First, estrogen is estrogen. Whether it's isolated from soy-beans, wild yams, or horse's urine, it's the same molecule; the source is irrelevant. The only thing that matters is the molecular structure of the final product. “The implication is that [bioidentical hormones are] something better and something different,” said Lauren Streicher, an assistant professor of obstetrics and gynecology at Northwestern University's Feinberg School of Medicine, in Chicago. “Chemically, the structure is exactly the same [as] the FDA products.” “Now, repeat after me,” wrote McGill's Joe Schwarcz. “‘The properties of a substance depend on molecular structure, not ancestry. When it comes to assessing effectiveness and safety, whether the substance is synthetic or natural is totally irrelevant.'”

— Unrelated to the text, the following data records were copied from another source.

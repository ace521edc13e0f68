//! # mqpush
//!
//! `mqpush` is a push bridge between an MQTT broker and browser clients.
//! It holds a single upstream MQTT session, subscribes to topic filters on
//! behalf of connected WebSocket clients, and republishes incoming MQTT
//! messages to exactly the clients whose filters match.
//!
//! ## Core Modules
//!
//! The library is structured into several modules, each with a distinct responsibility:
//!
//! - `bridge`: the fan-out registry that tracks clients and topic filters and routes messages.
//! - `client`: represents a connected WebSocket client.
//! - `config`: handles loading and managing the bridge configuration.
//! - `mqtt`: the worker owning the upstream MQTT session (rumqttc).
//! - `transport`: the WebSocket server and the JSON wire protocol.
//! - `utils`: shared utilities such as error handling and logging setup.

pub mod bridge;
pub mod client;
pub mod config;
pub mod mqtt;
pub mod transport;
pub mod utils;

#[cfg(test)]
mod tests;
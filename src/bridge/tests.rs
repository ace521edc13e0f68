use super::Bridge;
use super::engine::SubscriptionChange;
use super::message::Message;
use super::topic::{self, Subscription, TopicFilter};
use crate::client::Client;
use crate::transport::message::ServerMessage;
use tokio::sync::mpsc;
use tungstenite::protocol::Message as WsMessage;

fn filter(raw: &str) -> TopicFilter {
    TopicFilter::parse(raw).expect("valid filter")
}

#[test]
fn test_filter_parse_valid() {
    for raw in ["a", "a/b/c", "+", "+/b", "a/+/c", "#", "a/#", "a/+/#", "$SYS/#"] {
        assert!(TopicFilter::parse(raw).is_ok(), "expected '{raw}' to parse");
    }
}

#[test]
fn test_filter_parse_invalid() {
    for raw in ["", "a+/b", "a/b+", "a#", "#/b", "a/#/b", "a/b\0c"] {
        assert!(
            TopicFilter::parse(raw).is_err(),
            "expected '{raw}' to be rejected"
        );
    }
}

#[test]
fn test_filter_matches_exact_and_plus() {
    assert!(filter("a/b").matches("a/b"));
    assert!(!filter("a/b").matches("a/c"));
    assert!(!filter("a/b").matches("a"));
    assert!(!filter("a/b").matches("a/b/c"));

    assert!(filter("a/+/c").matches("a/b/c"));
    assert!(filter("a/+/c").matches("a/x/c"));
    assert!(!filter("a/+/c").matches("a/c"));
    assert!(!filter("a/+").matches("a"));
    assert!(filter("+").matches("a"));
}

#[test]
fn test_filter_matches_hash() {
    assert!(filter("a/#").matches("a/b"));
    assert!(filter("a/#").matches("a/b/c/d"));
    // '#' also matches the parent level
    assert!(filter("a/#").matches("a"));
    assert!(filter("#").matches("a/b/c"));
    assert!(!filter("a/#").matches("b/a"));
}

#[test]
fn test_filter_wildcards_skip_dollar_topics() {
    assert!(!filter("#").matches("$SYS/broker/uptime"));
    assert!(!filter("+/broker/uptime").matches("$SYS/broker/uptime"));
    // An explicit $-filter still matches
    assert!(filter("$SYS/#").matches("$SYS/broker/uptime"));
}

#[test]
fn test_is_concrete() {
    assert!(topic::is_concrete("a/b/c"));
    assert!(!topic::is_concrete("a/+/c"));
    assert!(!topic::is_concrete("a/#"));
    assert!(!topic::is_concrete(""));
}

#[test]
fn test_subscription_add_remove() {
    let mut sub = Subscription::new(filter("sensors/#"));
    assert!(sub.is_empty());
    sub.add("client1".to_string());
    assert!(sub.subscribers.contains("client1"));
    sub.remove(&"client1".to_string());
    assert!(sub.is_empty());
}

fn new_client() -> (Client, mpsc::Receiver<WsMessage>) {
    let (tx, rx) = mpsc::channel::<WsMessage>(8);
    (Client::new(tx), rx)
}

#[test]
fn test_bridge_register_and_remove_client() {
    let mut bridge = Bridge::default();
    let (client, _rx) = new_client();
    let client_id = client.id.clone();

    bridge.register_client(client);
    assert_eq!(bridge.client_count(), 1);

    bridge.remove_client(&client_id);
    assert_eq!(bridge.client_count(), 0);
}

#[test]
fn test_subscribe_refcount_edges() {
    let mut bridge = Bridge::default();

    // First subscriber triggers an upstream SUBSCRIBE
    let change = bridge.subscribe(&filter("sensors/#"), "a".to_string());
    assert_eq!(change, SubscriptionChange::UpstreamRequired);

    // Second client on the same filter shares the upstream subscription
    let change = bridge.subscribe(&filter("sensors/#"), "b".to_string());
    assert_eq!(change, SubscriptionChange::NoUpstreamChange);

    // Re-subscribing is idempotent
    let change = bridge.subscribe(&filter("sensors/#"), "a".to_string());
    assert_eq!(change, SubscriptionChange::NoUpstreamChange);

    // Only the last unsubscribe reaches upstream
    let change = bridge.unsubscribe("sensors/#", &"a".to_string());
    assert_eq!(change, SubscriptionChange::NoUpstreamChange);
    let change = bridge.unsubscribe("sensors/#", &"b".to_string());
    assert_eq!(change, SubscriptionChange::UpstreamRequired);
    assert!(bridge.subscriptions.is_empty());
}

#[test]
fn test_unsubscribe_unknown_filter() {
    let mut bridge = Bridge::default();
    let change = bridge.unsubscribe("nope", &"a".to_string());
    assert_eq!(change, SubscriptionChange::NoUpstreamChange);
}

#[test]
fn test_active_filters() {
    let mut bridge = Bridge::default();
    bridge.subscribe(&filter("a/#"), "a".to_string());
    bridge.subscribe(&filter("b/+"), "a".to_string());

    let mut filters = bridge.active_filters();
    filters.sort();
    assert_eq!(filters, vec!["a/#".to_string(), "b/+".to_string()]);
}

fn sample(topic: &str) -> Message {
    Message {
        topic: topic.to_string(),
        payload: "hello".to_string(),
        timestamp: 0,
    }
}

fn expect_mqtt_frame(msg: WsMessage) -> (String, String) {
    let WsMessage::Text(text) = msg else {
        panic!("expected a text frame");
    };
    let parsed: ServerMessage = serde_json::from_str(text.as_str()).unwrap();
    match parsed {
        ServerMessage::Mqtt { topic, payload, .. } => (topic, payload),
        other => panic!("expected an mqtt frame, got {other:?}"),
    }
}

#[test]
fn test_fanout_routes_to_matching_clients_only() {
    let mut bridge = Bridge::default();
    let (subscriber, mut sub_rx) = new_client();
    let (bystander, mut by_rx) = new_client();
    let sub_id = subscriber.id.clone();
    let by_id = bystander.id.clone();
    bridge.register_client(subscriber);
    bridge.register_client(bystander);

    bridge.subscribe(&filter("sensors/#"), sub_id);
    bridge.subscribe(&filter("actuators/#"), by_id);

    bridge.fanout(&sample("sensors/gsm90/f"));

    let (topic, payload) = expect_mqtt_frame(sub_rx.try_recv().unwrap());
    assert_eq!(topic, "sensors/gsm90/f");
    assert_eq!(payload, "hello");

    assert!(by_rx.try_recv().is_err());
}

#[test]
fn test_fanout_delivers_once_per_client() {
    let mut bridge = Bridge::default();
    let (client, mut rx) = new_client();
    let client_id = client.id.clone();
    bridge.register_client(client);

    // Two overlapping filters held by the same client
    bridge.subscribe(&filter("sensors/#"), client_id.clone());
    bridge.subscribe(&filter("sensors/gsm90/+"), client_id);

    bridge.fanout(&sample("sensors/gsm90/f"));

    assert!(rx.try_recv().is_ok());
    assert!(rx.try_recv().is_err(), "message was delivered twice");
}

#[test]
fn test_fanout_drops_when_client_buffer_full() {
    let mut bridge = Bridge::default();
    let (tx, mut rx) = mpsc::channel::<WsMessage>(1);
    let client = Client::new(tx);
    let client_id = client.id.clone();
    bridge.register_client(client);
    bridge.subscribe(&filter("sensors/#"), client_id);

    bridge.fanout(&sample("sensors/a"));
    bridge.fanout(&sample("sensors/b"));

    // The second message was dropped, not queued
    let (topic, _) = expect_mqtt_frame(rx.try_recv().unwrap());
    assert_eq!(topic, "sensors/a");
    assert!(rx.try_recv().is_err());
}

#[test]
fn test_fanout_survives_closed_channel() {
    let mut bridge = Bridge::default();
    let (client, rx) = new_client();
    let client_id = client.id.clone();
    bridge.register_client(client);
    bridge.subscribe(&filter("sensors/#"), client_id);

    drop(rx);
    // No panic, the message is just dropped
    bridge.fanout(&sample("sensors/a"));
}

#[test]
fn test_fanout_without_subscribers() {
    let bridge = Bridge::default();
    // No assertion, just checking for no panics
    bridge.fanout(&sample("sensors/a"));
}

#[test]
fn test_cleanup_client_returns_emptied_filters() {
    let mut bridge = Bridge::default();
    let (a, _a_rx) = new_client();
    let (b, _b_rx) = new_client();
    let a_id = a.id.clone();
    let b_id = b.id.clone();
    bridge.register_client(a);
    bridge.register_client(b);

    bridge.subscribe(&filter("shared/#"), a_id.clone());
    bridge.subscribe(&filter("shared/#"), b_id);
    bridge.subscribe(&filter("own/a"), a_id.clone());

    let emptied = bridge.cleanup_client(&a_id);
    assert_eq!(emptied, vec!["own/a".to_string()]);
    assert_eq!(bridge.client_count(), 1);
    // The shared filter stays alive for the other client
    assert!(bridge.subscriptions.contains_key("shared/#"));
    assert!(!bridge.subscriptions.contains_key("own/a"));
}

Second, the distinction between Big Pharma and small compounding pharmacies, while appealing to the public, is misleading. “They [bioidentical and conventional hormones] are primarily all made at the same factory in Germany,” says Streicher. “There's a couple [of large factories] in the United
States. They're the ones that synthesize it from plants and then send it to [small] compounding pharmacies
and
to the major pharmaceutical companies.”

If bioidentical and conventional hormones are the same products made in the same place, then they probably carry the same risks. “The big marketing approach of the bioidentical industry is that you can have your cake and eat it,” says Wulf Utian, a professor of obstetrics and gynecology at Case Western University. “That these products are not like those made by pharmaceutical companies. They have all the benefits, but they carry none of the risks. And if you believe in that, you believe in the Tooth Fairy.”

The difference between bioidentical and conventional hormones isn't that one is natural and the other isn't. Or that one is safe and the other isn't. It's that one is the product of an unsupervised industry and the other isn't. “There's this sense that they're not dangerous,” says Streicher, “that people don't have to be monitored. I think they should be regulated so we know the quality that you're getting.” Streicher has reason for concern. In 2001, the FDA analyzed twenty-nine products from twelve compounding pharmacies and found that 34 percent failed standard quality or potency tests. For these reasons, agencies responsible for the public's health haven't embraced the bioidentical hormone revolution. The American College of Obstetricians and Gynecologists, the American Association of Clinical Endocrinologists, the American Medical Association, the American Cancer Society, the Mayo Clinic, and the FDA have all issued statements asserting that bioidentical hormones are probably as risky as their conventional counterparts.